◆ Exercise prompt: Please give the number of lines in the records below where the word "implementation" occurs, and nothing else.
——
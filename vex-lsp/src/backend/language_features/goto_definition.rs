//! This module contains the implementation of the `goto_definition` language feature.
use std::sync::Arc;
use tower_lsp::lsp_types::*;

use crate::backend::{language_features::helpers::*, VexBackend};

impl VexBackend {
    pub async fn goto_definition(
        &self,
        params: GotoDefinitionParams,
    ) -> tower_lsp::jsonrpc::Result<Option<GotoDefinitionResponse>> {
        let uri = params.text_document_position_params.text_document.uri;
        let position = params.text_document_position_params.position;
        let uri_str = uri.to_string();

        // Get document text
        let text = match self.documents.get(&uri_str) {
            Some(t) => Arc::clone(t.value()),
            None => return Ok(None),
        };

        // Get the token at cursor position (supports operator overload "op+" style names)
        let word = get_token_at_position(&text, position);
        // Detect a receiver if this is a dotted call: Counter.new()
        let receiver = get_receiver_at_position(&text, position);
        if word.is_empty() {
            return Ok(None);
        }

        // Check if cursor is on an import statement
        if let Some(import_location) = self.resolve_import_at_position(&uri, &text, position) {
            return Ok(Some(GotoDefinitionResponse::Scalar(import_location)));
        }

        // Get the AST
        let ast = match self.ast_cache.get(&uri_str) {
            Some(ast) => Arc::clone(ast.value()),
            None => return Ok(None),
        };

        // Find definition location by searching for the symbol (local)
        if let Some(location) = self.find_definition_location(&ast, &word, &text) {
            return Ok(Some(GotoDefinitionResponse::Scalar(Location {
                uri: uri.clone(),
                range: location,
            })));
        }

        // If not found locally, search workspace ASTs
        if let Some((uri_str, range)) = self.find_definition_location_workspace(&word) {
            return Ok(Some(GotoDefinitionResponse::Scalar(Location {
                uri: Url::parse(&uri_str).unwrap_or(uri.clone()),
                range,
            })));
        }

        // If we have a receiver and the token is a method name, try method resolution patterns.
        if let Some(recv) = receiver {
            // First, check for inline methods in the struct declaration
            if let Some(location) = self.find_method_definition_in_struct(&ast, &recv, &word, &text)
            {
                return Ok(Some(GotoDefinitionResponse::Scalar(Location {
                    uri: uri.clone(),
                    range: location,
                })));
            }

            // Next, check trait impls or external method patterns (receiver_method)
            let free_fn = format!("fn {}_{}", recv.to_lowercase(), word);
            if let Some(location) = find_pattern_in_source(&text, &free_fn) {
                return Ok(Some(GotoDefinitionResponse::Scalar(Location {
                    uri: uri.clone(),
                    range: location,
                })));
            }
        }

        Ok(None)
    }

    pub fn find_definition_location(
        &self,
        ast: &vex_ast::Program,
        word: &str,
        text: &str,
    ) -> Option<Range> {
        // Simple implementation: search for function/struct/enum definitions
        for item in &ast.items {
            match item {
                vex_ast::Item::Function(func) if func.name == word => {
                    return find_pattern_in_source(text, &format!("fn {}", word));
                }
                vex_ast::Item::Struct(s) if s.name == word => {
                    return find_pattern_in_source(text, &format!("struct {}", word));
                }
                // Also check inline struct methods (e.g., fn op+(...))
                vex_ast::Item::Struct(s) => {
                    for m in &s.methods {
                        if m.name == word {
                            return find_pattern_in_source(text, &format!("fn {}", word));
                        }
                    }
                }
                vex_ast::Item::Enum(e) if e.name == word => {
                    return find_pattern_in_source(text, &format!("enum {}", word));
                }
                // Inline trait impls (impl Trait for Type { fn op+() {} })
                vex_ast::Item::TraitImpl(impl_) => {
                    for m in &impl_.methods {
                        if m.name == word {
                            return find_pattern_in_source(text, &format!("fn {}", word));
                        }
                    }
                }
                vex_ast::Item::Const(c) if c.name == word => {
                    return find_pattern_in_source(text, &format!("const {}", word));
                }
                vex_ast::Item::Contract(contract) if contract.name == word => {
                    return find_pattern_in_source(text, &format!("contract {}", word));
                }
                // Also check contract methods
                vex_ast::Item::Contract(contract) => {
                    for m in &contract.methods {
                        if m.name == word {
                            return find_pattern_in_source(text, &format!("fn {}", word));
                        }
                    }
                }
                vex_ast::Item::TypeAlias(alias) if alias.name == word => {
                    return find_pattern_in_source(text, &format!("type {}", word));
                }
                vex_ast::Item::Policy(policy) if policy.name == word => {
                    return find_pattern_in_source(text, &format!("policy {}", word));
                }
                _ => {}
            }
        }
        None
    }

    pub fn find_definition_location_workspace(&self, word: &str) -> Option<(String, Range)> {
        for entry in self.ast_cache.iter() {
            let uri = entry.key();
            let ast = entry.value();
            for item in &ast.items {
                match item {
                    vex_ast::Item::Function(func) if func.name == word => {
                        if let Some(text) = self.documents.get(uri) {
                            if let Some(range) =
                                find_pattern_in_source(&text, &format!("fn {}", word))
                            {
                                return Some((uri.clone(), range));
                            }
                        } else {
                            return Some((
                                uri.clone(),
                                Range {
                                    start: Position {
                                        line: 0,
                                        character: 0,
                                    },
                                    end: Position {
                                        line: 0,
                                        character: 1,
                                    },
                                },
                            ));
                        }
                    }
                    vex_ast::Item::Struct(s) if s.name == word => {
                        if let Some(text) = self.documents.get(uri) {
                            if let Some(range) =
                                find_pattern_in_source(&text, &format!("struct {}", word))
                            {
                                return Some((uri.clone(), range));
                            }
                        }
                    }
                    vex_ast::Item::Enum(e) if e.name == word => {
                        if let Some(text) = self.documents.get(uri) {
                            if let Some(range) =
                                find_pattern_in_source(&text, &format!("enum {}", word))
                            {
                                return Some((uri.clone(), range));
                            }
                        }
                    }
                    vex_ast::Item::Const(c) if c.name == word => {
                        if let Some(text) = self.documents.get(uri) {
                            if let Some(range) =
                                find_pattern_in_source(&text, &format!("const {}", word))
                            {
                                return Some((uri.clone(), range));
                            }
                        }
                    }
                    vex_ast::Item::Contract(contract) if contract.name == word => {
                        if let Some(text) = self.documents.get(uri) {
                            if let Some(range) =
                                find_pattern_in_source(&text, &format!("contract {}", word))
                            {
                                return Some((uri.clone(), range));
                            }
                        }
                    }
                    vex_ast::Item::TypeAlias(alias) if alias.name == word => {
                        if let Some(text) = self.documents.get(uri) {
                            if let Some(range) =
                                find_pattern_in_source(&text, &format!("type {}", word))
                            {
                                return Some((uri.clone(), range));
                            }
                        }
                    }
                    vex_ast::Item::Policy(policy) if policy.name == word => {
                        if let Some(text) = self.documents.get(uri) {
                            if let Some(range) =
                                find_pattern_in_source(&text, &format!("policy {}", word))
                            {
                                return Some((uri.clone(), range));
                            }
                        }
                    }
                    _ => {}
                }
            }
        }
        None
    }

    pub fn find_method_definition_in_struct(
        &self,
        ast: &vex_ast::Program,
        struct_name: &str,
        method_name: &str,
        text: &str,
    ) -> Option<Range> {
        for item in &ast.items {
            if let vex_ast::Item::Struct(s) = item {
                if s.name == struct_name {
                    for m in &s.methods {
                        if m.name == method_name {
                            return find_pattern_in_source(text, &format!("fn {}", method_name));
                        }
                    }
                }
            }
        }
        None
    }

    /// Resolve import statement at cursor position
    fn resolve_import_at_position(
        &self,
        uri: &tower_lsp::lsp_types::Url,
        text: &str,
        position: Position,
    ) -> Option<Location> {
        let line_idx = position.line as usize;
        let lines: Vec<&str> = text.lines().collect();

        if line_idx >= lines.len() {
            return None;
        }

        let line = lines[line_idx];

        // Check if line contains import statement
        if !line.trim().starts_with("import ") && !line.trim().starts_with("from ") {
            return None;
        }

        // Extract import path from line
        // Examples: "import std.io", "from std.collections import Vec"
        let import_path = if line.contains("import ") {
            line.split("import ")
                .nth(1)?
                .split_whitespace()
                .next()?
                .trim_end_matches(';')
        } else {
            return None;
        };

        // Get current file path for relative imports
        let current_file = uri.to_file_path().ok();

        // Resolve import path to file
        let resolved_path = self
            .module_resolver
            .resolve_import(import_path, current_file.as_deref())?;

        // Convert to file URI
        let file_uri = tower_lsp::lsp_types::Url::from_file_path(&resolved_path).ok()?;

        Some(Location {
            uri: file_uri,
            range: Range::default(), // Jump to start of file
        })
    }
}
——
◆ Expected output: 2